Dateinamen dürfen unter Unix aus maximal 256 Zeichen bestehen. Es sind grundsätzlich alle Zeichen erlaubt auch Sonder- und Kontrollzeichen. Auf Dateinamen mit nicht darstellbaren Zeichen sollte allerdings verzichtet werden.
Beispiele:
'1 2 345' 'Heute ist Dienstag' 'X' 'g*:8' 'ha.ha.ha.ha' 'programm'
In obiger Liste ist der Dateiname jeweils von Hochkommas eingeschlossen. Eine Aufteilung in Dateiname und Dateiextension, wie unter DOS, gibt es nicht.
Achtung: Auch bei Dateinamen gilt: UNIX unterscheidet Gross- und Kleinschreibung !!!

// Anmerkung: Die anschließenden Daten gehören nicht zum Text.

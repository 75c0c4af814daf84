//! Routes control requests to the task that owns the target device.
//!
//! The dispatcher never touches a device handle. It checks the scope against
//! the configured layout, sends the request over the poller's control queue
//! and waits for the reply on a oneshot channel. Human confirmation of
//! channel-range writes is the caller's job.

use async_trait::async_trait;
use std::collections::{BTreeMap, HashMap};
use std::time::Duration;
use tokio::sync::{mpsc, oneshot};
use tracing::{debug, info, warn};

use crate::config::MonitorConfig;
use crate::control::command::{CommandOutcome, CommandRequest, Scope, Setpoints};
use crate::error::CommandError;
use crate::hardware::DeviceKind;
use crate::pollers::ControlMessage;

/// Upper bound on waiting for a poller to answer. Covers the slowest
/// command, an all-ports PDU sequence.
pub const DEFAULT_REPLY_TIMEOUT: Duration = Duration::from_secs(30);

/// Anything that accepts control requests.
///
/// The safety monitor depends on this rather than on the dispatcher so tests
/// can record what it sends.
#[async_trait]
pub trait CommandSink: Send + Sync {
    /// Route `request` to its device and wait for the outcome.
    async fn dispatch(&self, request: CommandRequest) -> Result<CommandOutcome, CommandError>;
}

/// Controllable scopes as configured.
#[derive(Debug, Clone, Default, PartialEq)]
pub struct ControlLayout {
    /// HV slot to channel count.
    pub hv_slots: BTreeMap<u16, u16>,
    /// Number of PDU outlets.
    pub pdu_ports: u16,
}

impl ControlLayout {
    /// Layout of the configured HV boards and PDU.
    pub fn from_config(config: &MonitorConfig) -> Self {
        Self {
            hv_slots: config.caen_hv.slots().into_iter().collect(),
            pdu_ports: config.pdu.port_count,
        }
    }

    /// Check that `request` addresses outputs that exist.
    pub fn validate(&self, request: &CommandRequest) -> Result<(), CommandError> {
        match (&request.device, &request.scope) {
            (DeviceKind::CaenHv, Scope::HvChannels { slot, channels }) => {
                let count = self.hv_slots.get(slot).copied().ok_or_else(|| {
                    CommandError::InvalidScope(format!("HV slot {slot} is not configured"))
                })?;
                if channels.is_empty() {
                    return Err(CommandError::InvalidScope(
                        "no HV channel selected".to_string(),
                    ));
                }
                if let Some(bad) = channels.iter().find(|&&ch| ch >= count) {
                    return Err(CommandError::InvalidScope(format!(
                        "channel {bad} does not exist on slot {slot} ({count} channels)"
                    )));
                }
                Ok(())
            }
            (DeviceKind::Pdu, Scope::PduPort { port }) => {
                if (1..=self.pdu_ports).contains(port) {
                    Ok(())
                } else {
                    Err(CommandError::InvalidScope(format!(
                        "port {port} is not in 1..={}",
                        self.pdu_ports
                    )))
                }
            }
            (DeviceKind::Pdu, Scope::PduAllPorts) => Ok(()),
            (device, scope) if device.is_controllable() => Err(CommandError::InvalidScope(
                format!("{scope} does not belong to {}", device.label()),
            )),
            (device, _) => Err(CommandError::Unsupported {
                device: device.label().to_string(),
                action: request.action.name().to_string(),
            }),
        }
    }
}

/// Hands control requests to poller tasks.
#[derive(Clone)]
pub struct CommandDispatcher {
    layout: ControlLayout,
    routes: HashMap<DeviceKind, mpsc::Sender<ControlMessage>>,
    reply_timeout: Duration,
}

impl CommandDispatcher {
    /// Dispatcher with no routes yet.
    pub fn new(layout: ControlLayout) -> Self {
        Self {
            layout,
            routes: HashMap::new(),
            reply_timeout: DEFAULT_REPLY_TIMEOUT,
        }
    }

    /// Give up waiting for a poller reply after `timeout`.
    pub fn with_reply_timeout(mut self, timeout: Duration) -> Self {
        self.reply_timeout = timeout;
        self
    }

    /// Route requests for `kind` to a poller's control queue.
    pub fn register(&mut self, kind: DeviceKind, control: mpsc::Sender<ControlMessage>) {
        debug!(device = %kind, "Control route registered");
        self.routes.insert(kind, control);
    }

    /// Whether a live poller serves `kind`.
    pub fn is_routed(&self, kind: DeviceKind) -> bool {
        self.routes
            .get(&kind)
            .is_some_and(|control| !control.is_closed())
    }

    /// Scopes checked before routing.
    pub fn layout(&self) -> &ControlLayout {
        &self.layout
    }

    fn route(&self, kind: DeviceKind) -> Result<&mpsc::Sender<ControlMessage>, CommandError> {
        self.routes
            .get(&kind)
            .ok_or_else(|| CommandError::DeviceUnavailable(kind.label().to_string()))
    }

    async fn exchange<T>(
        &self,
        kind: DeviceKind,
        message: ControlMessage,
        reply: oneshot::Receiver<Result<T, CommandError>>,
    ) -> Result<T, CommandError> {
        let unavailable = || CommandError::DeviceUnavailable(kind.label().to_string());
        self.route(kind)?
            .send(message)
            .await
            .map_err(|_| unavailable())?;
        match tokio::time::timeout(self.reply_timeout, reply).await {
            Ok(Ok(result)) => result,
            Ok(Err(_)) => Err(unavailable()),
            Err(_) => Err(CommandError::Timeout(kind.label().to_string())),
        }
    }

    /// Validate `request`, run it on the owning poller and return its ack.
    pub async fn dispatch(&self, request: CommandRequest) -> Result<CommandOutcome, CommandError> {
        self.layout.validate(&request)?;
        let kind = request.device;
        let action = request.action.name();
        let scope = request.scope.to_string();
        let (reply_tx, reply_rx) = oneshot::channel();
        let result = self
            .exchange(
                kind,
                ControlMessage::Execute {
                    request,
                    reply: reply_tx,
                },
                reply_rx,
            )
            .await;
        match &result {
            Ok(outcome) => info!(device = %kind, action, %scope, ack = %outcome.ack, "Command applied"),
            Err(err) => warn!(device = %kind, action, %scope, error = %err, "Command failed"),
        }
        result
    }

    /// Current setpoints for `scope`, used to pre-fill a control form.
    ///
    /// Failures are logged here; callers keep whatever they showed before.
    pub async fn fetch_setpoints(
        &self,
        kind: DeviceKind,
        scope: Scope,
    ) -> Result<Setpoints, CommandError> {
        let (reply_tx, reply_rx) = oneshot::channel();
        let result = self
            .exchange(
                kind,
                ControlMessage::FetchSetpoints {
                    scope,
                    reply: reply_tx,
                },
                reply_rx,
            )
            .await;
        if let Err(err) = &result {
            debug!(device = %kind, error = %err, "Setpoints not fetched");
        }
        result
    }
}

#[async_trait]
impl CommandSink for CommandDispatcher {
    async fn dispatch(&self, request: CommandRequest) -> Result<CommandOutcome, CommandError> {
        CommandDispatcher::dispatch(self, request).await
    }
}

#[cfg(test)]
mod tests {
    use super::*;

    fn layout() -> ControlLayout {
        ControlLayout {
            hv_slots: BTreeMap::from([(0, 4), (2, 12)]),
            pdu_ports: 8,
        }
    }

    /// Answers every request with an ack naming the scope.
    fn echo_route() -> mpsc::Sender<ControlMessage> {
        let (tx, mut rx) = mpsc::channel(4);
        tokio::spawn(async move {
            while let Some(message) = rx.recv().await {
                match message {
                    ControlMessage::Execute { request, reply } => {
                        let _ = reply.send(Ok(CommandOutcome::new(format!("done {}", request.scope))));
                    }
                    ControlMessage::FetchSetpoints { reply, .. } => {
                        let mut setpoints = Setpoints::default();
                        setpoints.values.insert("V0Set".into(), 1200.0);
                        let _ = reply.send(Ok(setpoints));
                    }
                }
            }
        });
        tx
    }

    #[test]
    fn layout_rejects_outputs_that_do_not_exist() {
        let layout = layout();
        assert!(layout.validate(&CommandRequest::hv_power(2, vec![0, 11], true)).is_ok());
        assert!(layout.validate(&CommandRequest::pdu_all(false)).is_ok());

        for request in [
            CommandRequest::hv_power(1, vec![0], true),
            CommandRequest::hv_power(0, vec![4], true),
            CommandRequest::hv_power(0, vec![], true),
            CommandRequest::pdu_port(0, true),
            CommandRequest::pdu_port(9, true),
            CommandRequest {
                device: DeviceKind::Pdu,
                scope: Scope::HvChannels {
                    slot: 0,
                    channels: vec![0],
                },
                action: crate::control::CommandAction::SetPower(true),
            },
        ] {
            let err = layout.validate(&request).unwrap_err();
            assert!(matches!(err, CommandError::InvalidScope(_)), "{request:?}");
        }

        let err = layout
            .validate(&CommandRequest {
                device: DeviceKind::Ups,
                scope: Scope::PduAllPorts,
                action: crate::control::CommandAction::SetPower(false),
            })
            .unwrap_err();
        assert!(matches!(err, CommandError::Unsupported { .. }));
    }

    #[tokio::test]
    async fn routes_to_registered_poller() {
        let mut dispatcher = CommandDispatcher::new(layout());
        dispatcher.register(DeviceKind::CaenHv, echo_route());
        assert!(dispatcher.is_routed(DeviceKind::CaenHv));

        let outcome = dispatcher
            .dispatch(CommandRequest::hv_power(0, vec![1], false))
            .await
            .unwrap();
        assert_eq!(outcome.ack, "done Slot 0, Ch [1]");

        let setpoints = dispatcher
            .fetch_setpoints(DeviceKind::CaenHv, Scope::HvChannels { slot: 0, channels: vec![1] })
            .await
            .unwrap();
        assert_eq!(setpoints.get("V0Set"), Some(1200.0));
    }

    #[tokio::test]
    async fn missing_route_reports_device_not_connected() {
        let dispatcher = CommandDispatcher::new(layout());
        let err = dispatcher
            .dispatch(CommandRequest::pdu_port(1, true))
            .await
            .unwrap_err();
        assert_eq!(err.to_string(), "Error: PDU device not connected.");
    }

    #[tokio::test]
    async fn dropped_reply_reports_device_not_connected() {
        let (tx, mut rx) = mpsc::channel::<ControlMessage>(4);
        tokio::spawn(async move {
            while let Some(message) = rx.recv().await {
                drop(message);
            }
        });
        let mut dispatcher = CommandDispatcher::new(layout());
        dispatcher.register(DeviceKind::Pdu, tx);
        let err = dispatcher
            .dispatch(CommandRequest::pdu_all(true))
            .await
            .unwrap_err();
        assert!(matches!(err, CommandError::DeviceUnavailable(_)));
    }

    #[tokio::test(start_paused = true)]
    async fn silent_poller_times_out() {
        let (tx, _rx) = mpsc::channel::<ControlMessage>(4);
        let mut dispatcher =
            CommandDispatcher::new(layout()).with_reply_timeout(Duration::from_secs(2));
        dispatcher.register(DeviceKind::Pdu, tx);
        let err = dispatcher
            .dispatch(CommandRequest::pdu_port(3, false))
            .await
            .unwrap_err();
        assert!(matches!(err, CommandError::Timeout(_)));
    }
}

Die freie Wahl von Dateinamen hat natürlich dort seine Grenzen, wo für bestimmte Zwecke Dateinamen-Konventionen bestehen. So werden z.B. C-Quelldateien mit der Endung .c gekennzeichnet, Fortran-Quellen enden mit .f und Objektdateien mit .o. Ferner gibt es unter Unix eine Reihe von Dateien, die mit einem Punkt beginnen (sog. Dot-files). Diese Dot-files werden auch ``hidden files`` genannt und fungieren primär als setup-files (.login, .cshrc). Sie sind mit dem Kommando ls -a aufzulisten. In der Dateihierarchie können Dateien und Directories sowohl absolut als auch relativ benannt werden. So bezeichnet /home/rrzc1/stud/otto/briefe/hugo.txt den absoluten, briefe/hugo.txt bzw. ./briefe/hugo.txt den relativen Pfad zur Datei hugo.txt.
Anhand einiger Beispiele soll im folgenden die Dateinamen-Expandierung mittels Metazeichen demonstriert werden. Diese Spezialzeichen und ihre Wirkung wurden bereits in Abschnitt 2.6 vorgestellt. Als Ausgangspunkt wird ein Subdirectory namens text und in diesem Subdirectory die Dateien alfred, berta, c1, c2, c3, christa, g*:8 und zorro erzeugt. Als Kommando wird das Auflisten mit ls verwendet.
rrzc2> ls -l c* alle Dateien, die mit c beginnen rrzc2> ls -l ??r* alle Dateien, die als dritten Buchstaben ein r besitzen rrzc2> ls -l ????? alle Dateien, die genau aus 5 Zeichen bestehen rrzc2> ls -l [ab]* alle Dateien, die mit a oder b beginnen rrzc2> ls -l c[13]* die Dateien c1 und c3 rrzc2> ls -l [c-z]* alle Dateien, deren erster Buchstabe zwischen c und z liegt rrzc2> ls -l ?[e-h]* alle Dateien, deren zweiter Buchstabe zwischen e und h liegt rrzc2> ls -l ?[*]* alle Dateien, deren zweiter Buchstabe ein * ist rrzc2> ls -l ?\** alle Dateien, deren zweiter Buchstabe ein * ist rrzc2> ls -al ~ alle Dateien im HOME-Directory rrzc2> ls -l *{red,sta} alle Dateien, die mit den strings red und sta enden rrzc2> ls -l . alle Dateien im aktuellen Directory rrzc2> ls -l .. alle Dateien im übergeordneten Directory
Zum Knobeln: Wie müsste der ls-Befehl aussehen, wenn man damit alle Dateien auflisten wollte, die als zweites Zeichen ein Leerzeichen besitzen?